▶ [What is expected]:
Only the number is needed. Please count the lines below in which the word "bool" occurs.

▶ [Data supplied]:
//! Site configuration (_config.yml)

use anyhow::{anyhow, Result};
use chrono_tz::Tz;
use serde::{Deserialize, Serialize};
use std::collections::HashMap;
use std::fs;
use std::path::Path;

/// Main site configuration
#[derive(Debug, Clone, Serialize, Deserialize)]
#[serde(default)]
pub struct SiteConfig {
    // Site
    pub title: String,
    pub description: String,
    pub author: String,
    pub language: String,
    pub timezone: String,
    pub license: String,
    pub favicon: String,

    // URL
    pub url: String,
    pub clean_urls: bool,

    // Directory
    pub source_dir: String,
    pub public_dir: String,

    // Content
    /// Glob, relative to `source_dir`, selecting the post files
    pub posts: String,
    /// Load post sources so reading time can be estimated
    pub reading_time: bool,

    // Feed
    #[serde(default)]
    pub feed: FeedConfig,

    // Store any additional fields
    #[serde(flatten)]
    pub extra: HashMap<String, serde_yaml::Value>,
}

impl Default for SiteConfig {
    fn default() -> Self {
        Self {
            title: "Eric".to_string(),
            description: "記錄技術探索與人生成長的點滴旅程".to_string(),
            author: "Eric".to_string(),
            language: "zh-TW".to_string(),
            timezone: "Asia/Taipei".to_string(),
            license: "CC BY-NC-SA 4.0".to_string(),
            favicon: "favicon.ico".to_string(),

            url: "https://ericcai0814.github.io/blog".to_string(),
            clean_urls: false,

            source_dir: "doc".to_string(),
            public_dir: "doc/.vitepress/dist".to_string(),

            posts: "*.md".to_string(),
            reading_time: true,

            feed: FeedConfig::default(),
            extra: HashMap::new(),
        }
    }
}

impl SiteConfig {
    /// Load configuration from a file
    pub fn load<P: AsRef<Path>>(path: P) -> Result<Self> {
        let content = fs::read_to_string(path.as_ref())?;
        let config: SiteConfig = serde_yaml::from_str(&content)?;
        Ok(config)
    }

    /// Resolve the configured IANA timezone name
    pub fn timezone(&self) -> Result<Tz> {
        self.timezone
            .parse::<Tz>()
            .map_err(|e| anyhow!("Invalid timezone {:?}: {}", self.timezone, e))
    }

    /// Site URL without a trailing slash, used as the feed hostname
    pub fn hostname(&self) -> &str {
        self.url.trim_end_matches('/')
    }
}

/// Feed output configuration
#[derive(Debug, Clone, Serialize, Deserialize)]
#[serde(default)]
pub struct FeedConfig {
    pub enable: bool,
    pub path: String,
    /// Maximum number of entries; all dated posts when unset
    pub limit: Option<usize>,
}

impl Default for FeedConfig {
    fn default() -> Self {
        Self {
            enable: true,
            path: "feed.xml".to_string(),
            limit: None,
        }
    }
}

#[cfg(test)]
mod tests {
    use super::*;

    #[test]
    fn test_default_config() {
        let config = SiteConfig::default();
        assert_eq!(config.language, "zh-TW");
        assert_eq!(config.feed.path, "feed.xml");
        assert_eq!(config.posts, "*.md");
        assert!(config.feed.enable);
    }

    #[test]
    fn test_parse_config() {
        let yaml = r#"
title: My Blog
author: Test User
url: https://example.com/
timezone: UTC
feed:
  path: atom.xml
  limit: 20
"#;
        let config: SiteConfig = serde_yaml::from_str(yaml).unwrap();
        assert_eq!(config.title, "My Blog");
        assert_eq!(config.author, "Test User");
        assert_eq!(config.hostname(), "https://example.com");
        assert_eq!(config.feed.path, "atom.xml");
        assert_eq!(config.feed.limit, Some(20));
        // Untouched keys keep their defaults
        assert!(config.feed.enable);
        assert_eq!(config.license, "CC BY-NC-SA 4.0");
        assert_eq!(config.timezone().unwrap(), chrono_tz::UTC);
    }

    #[test]
    fn test_unknown_keys_are_kept() {
        let yaml = "nav:\n  - text: Home\n    link: /\n";
        let config: SiteConfig = serde_yaml::from_str(yaml).unwrap();
        assert!(config.extra.contains_key("nav"));
    }

    #[test]
    fn test_invalid_timezone() {
        let config = SiteConfig {
            timezone: "Mars/Olympus".to_string(),
            ..Default::default()
        };
        assert!(config.timezone().is_err());
    }
}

▶ [Answer space]:
3